Ces animaux de labeur ne furent toutefois pas les seuls à peupler le labyrinthe souterrain des galeries. D’autres s’y trouvèrent aussi, par le plus grand des hasards ou, tout simplement, pour le plaisir de travailleurs en mal de douceur et d’humanité dans un milieu hostile.

Chevaux, mulets, ânes, poneys, chiens, bœufs

Du XVIIIe siècle jusqu’au début du XIXe, les chevaux sont employés sur le carreau de la houillère pour faire tourner le « baritel », première machine d’extraction permettant de faire descendre et monter les « ascenseurs » dans lesquels les hommes et le minerai transitent entre la surface et le fond.

Dans les premières décennies du XIXe, l’antique « baritel » est progressivement abandonné au profit de machines à vapeur. Dans les galeries, le roulage du charbon grâce à de petits wagonnets tirés par des chevaux remplace l’ancien traînage.

En France, les premiers équidés sont à l’ouvrage dans les mines de la Loire dès le début des années 1820, à Anzin en 1847 et à Carmaux en 1855. La descente des animaux, terrifiés, saucissonnés les pattes sous le ventre par une multitude de sangles, est périlleuse, surtout dans le premier temps lorsque les installations sont encore rudimentaires et les puits étroits.

Une fois au fond, ces nouveaux agents de la production travaillent dur : ne tirent-ils pas une bonne douzaine, voire plus, de wagonnets de 600 kilos chacun jour après jour ?

On les loge dans l’écurie où règne le palefrenier.
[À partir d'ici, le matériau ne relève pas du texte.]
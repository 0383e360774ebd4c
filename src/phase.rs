//! Per-stream phase state machine.
//!
//! One HTTP exchange walks the phases strictly in order:
//!
//! ```text
//! AwaitingRequestHeaders -> AwaitingRequestBody -> AwaitingResponseHeaders
//!     -> AwaitingResponseBody -> Done
//! ```
//!
//! A `:method: POST` request switches body inspection on for the whole
//! exchange. Anything else leaves every later phase untouched.

use bytes::{Bytes, BytesMut};
use std::fmt;
use std::sync::Arc;

use crate::error::{FilterError, Result};
use crate::event::{Headers, ProcessingEvent, Side};
use crate::rewrite::{BodyRewrite, BodyRewriter};

#[derive(Debug, Clone, Copy, PartialEq, Eq)]
pub enum Phase {
    AwaitingRequestHeaders,
    AwaitingRequestBody,
    AwaitingResponseHeaders,
    AwaitingResponseBody,
    Done,
}

impl fmt::Display for Phase {
    fn fmt(&self, f: &mut fmt::Formatter<'_>) -> fmt::Result {
        let name = match self {
            Phase::AwaitingRequestHeaders => "awaiting request headers",
            Phase::AwaitingRequestBody => "awaiting request body",
            Phase::AwaitingResponseHeaders => "awaiting response headers",
            Phase::AwaitingResponseBody => "awaiting response body",
            Phase::Done => "done",
        };
        f.write_str(name)
    }
}

#[derive(Debug, Clone, Copy, Default, PartialEq, Eq)]
pub enum HeaderMode {
    #[default]
    Default,
    Send,
    Skip,
}

#[derive(Debug, Clone, Copy, Default, PartialEq, Eq)]
pub enum BodyMode {
    #[default]
    None,
    Streamed,
    Buffered,
}

/// How the proxy should deliver the phases that follow.
#[derive(Debug, Clone, Copy, Default, PartialEq, Eq)]
pub struct ModeOverride {
    pub request_body: BodyMode,
    pub response_header: HeaderMode,
    pub response_body: BodyMode,
}

/// What to tell the proxy about the event just handled.
#[derive(Debug, Clone, PartialEq, Eq)]
pub enum Reply {
    /// Response with no phase-specific payload.
    Empty,
    ContinueHeaders(Side),
    /// Body phase acknowledged without a mutation.
    ContinueBody(Side),
    ReplaceBody(Side, Bytes),
}

/// One response, built fresh for every event.
#[derive(Debug, Clone, PartialEq, Eq)]
pub struct Decision {
    pub reply: Reply,
    pub mode_override: Option<ModeOverride>,
}

impl Decision {
    pub fn empty() -> Self {
        Decision {
            reply: Reply::Empty,
            mode_override: None,
        }
    }

    fn new(reply: Reply, mode_override: Option<ModeOverride>) -> Self {
        Decision {
            reply,
            mode_override,
        }
    }
}

/// State owned by the worker of a single stream.
pub struct StreamSession {
    phase: Phase,
    inspect: bool,
    body: BytesMut,
    rewriter: Arc<BodyRewriter>,
}

impl StreamSession {
    pub fn new(rewriter: Arc<BodyRewriter>) -> Self {
        StreamSession {
            phase: Phase::AwaitingRequestHeaders,
            inspect: false,
            body: BytesMut::new(),
            rewriter,
        }
    }

    pub fn phase(&self) -> Phase {
        self.phase
    }

    /// Whether bodies of this exchange are being decoded.
    pub fn inspecting(&self) -> bool {
        self.inspect
    }

    /// Feeds one event through the machine. Errors are fatal to the stream;
    /// out-of-order events are not errors and come back as an empty decision.
    pub fn advance(&mut self, event: ProcessingEvent) -> Result<Decision> {
        log::debug!(
            "Phase '{}' received {} ({:?} side)",
            self.phase,
            event.kind(),
            event.side()
        );

        match (self.phase, event) {
            (
                Phase::AwaitingRequestHeaders,
                ProcessingEvent::RequestHeaders {
                    headers,
                    end_of_stream,
                },
            ) => Ok(self.on_request_headers(&headers, end_of_stream)),
            (Phase::AwaitingRequestBody, ProcessingEvent::RequestBody { body, end_of_stream }) => {
                self.on_request_body(body, end_of_stream)
            }
            (
                Phase::AwaitingResponseHeaders,
                ProcessingEvent::ResponseHeaders { end_of_stream, .. },
            ) => {
                self.phase = if end_of_stream {
                    Phase::Done
                } else {
                    Phase::AwaitingResponseBody
                };
                Ok(Decision::new(
                    Reply::ContinueHeaders(Side::Response),
                    Some(ModeOverride {
                        response_body: BodyMode::Buffered,
                        ..Default::default()
                    }),
                ))
            }
            (
                Phase::AwaitingResponseBody,
                ProcessingEvent::ResponseBody {
                    body,
                    end_of_stream,
                },
            ) => self.on_response_body(body, end_of_stream),
            (phase, event) => {
                let err = FilterError::UnexpectedEvent {
                    phase: phase.to_string(),
                    event: event.kind(),
                };
                log::warn!("{}; passing through", err);
                Ok(Decision::empty())
            }
        }
    }

    fn on_request_headers(&mut self, headers: &Headers, end_of_stream: bool) -> Decision {
        for (key, value) in headers {
            log::trace!("Request header {}: {}", key, value);
        }
        self.inspect = headers
            .iter()
            .any(|(key, value)| key == ":method" && value == "POST");
        self.phase = if end_of_stream {
            Phase::AwaitingResponseHeaders
        } else {
            Phase::AwaitingRequestBody
        };

        if !self.inspect {
            log::debug!("Not a POST request, leaving the exchange untouched");
            return Decision::empty();
        }
        Decision::new(
            Reply::ContinueHeaders(Side::Request),
            Some(ModeOverride {
                request_body: BodyMode::Buffered,
                response_header: HeaderMode::Skip,
                response_body: BodyMode::None,
            }),
        )
    }

    fn on_request_body(&mut self, chunk: Bytes, end_of_stream: bool) -> Result<Decision> {
        if !self.inspect {
            if end_of_stream {
                self.phase = Phase::AwaitingResponseHeaders;
            }
            return Ok(Decision::new(Reply::ContinueBody(Side::Request), None));
        }

        let Some(body) = self.accumulate(chunk, end_of_stream) else {
            return Ok(Decision::empty());
        };
        let reply = match self.rewriter.rewrite_request(body)? {
            BodyRewrite::Replaced(bytes) => {
                log::info!("Replacing request body ({} bytes)", bytes.len());
                Reply::ReplaceBody(Side::Request, bytes)
            }
            BodyRewrite::Unchanged => Reply::ContinueBody(Side::Request),
        };
        self.phase = Phase::AwaitingResponseHeaders;
        Ok(Decision::new(
            reply,
            Some(ModeOverride {
                response_header: HeaderMode::Send,
                response_body: BodyMode::None,
                ..Default::default()
            }),
        ))
    }

    fn on_response_body(&mut self, chunk: Bytes, end_of_stream: bool) -> Result<Decision> {
        if !self.inspect {
            if end_of_stream {
                self.phase = Phase::Done;
            }
            return Ok(Decision::new(Reply::ContinueBody(Side::Response), None));
        }

        let Some(body) = self.accumulate(chunk, end_of_stream) else {
            return Ok(Decision::empty());
        };
        let decision = match self.rewriter.rewrite_response(body)? {
            BodyRewrite::Replaced(bytes) => {
                log::info!("Replacing response body ({} bytes)", bytes.len());
                Decision::new(Reply::ReplaceBody(Side::Response, bytes), None)
            }
            BodyRewrite::Unchanged => Decision::empty(),
        };
        self.phase = Phase::Done;
        Ok(decision)
    }

    /// Buffers a body chunk. Hands back the whole body on the last chunk.
    fn accumulate(&mut self, chunk: Bytes, end_of_stream: bool) -> Option<Bytes> {
        if !end_of_stream {
            log::trace!("Buffering {} body bytes", chunk.len());
            self.body.extend_from_slice(&chunk);
            return None;
        }
        if self.body.is_empty() {
            return Some(chunk);
        }
        self.body.extend_from_slice(&chunk);
        Some(self.body.split().freeze())
    }
}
Afin de renouveler leur force de travail, ils sont approvisionnés en foin et en l’avoine. Des ingénieurs des mines complaisants les décrivent dodus et le poil luisant.

Néanmoins, dans certaines compagnies, les bêtes reçoivent de temps en temps la visite d’un vétérinaire venu soigner les multiples plaies qu’elles se font au cours de leurs pérégrinations souterraines, sous la conduite du « meneu d’kevaux ».

Comme les hommes au milieu desquels ils travaillent, les bêtes de trait sont aussi victimes d’accidents, à l’image de celui que rapporte le journaliste et homme politique Jules Vallès d’un cheval qui n’a survécu que deux heures après s’être brisé les deux pattes.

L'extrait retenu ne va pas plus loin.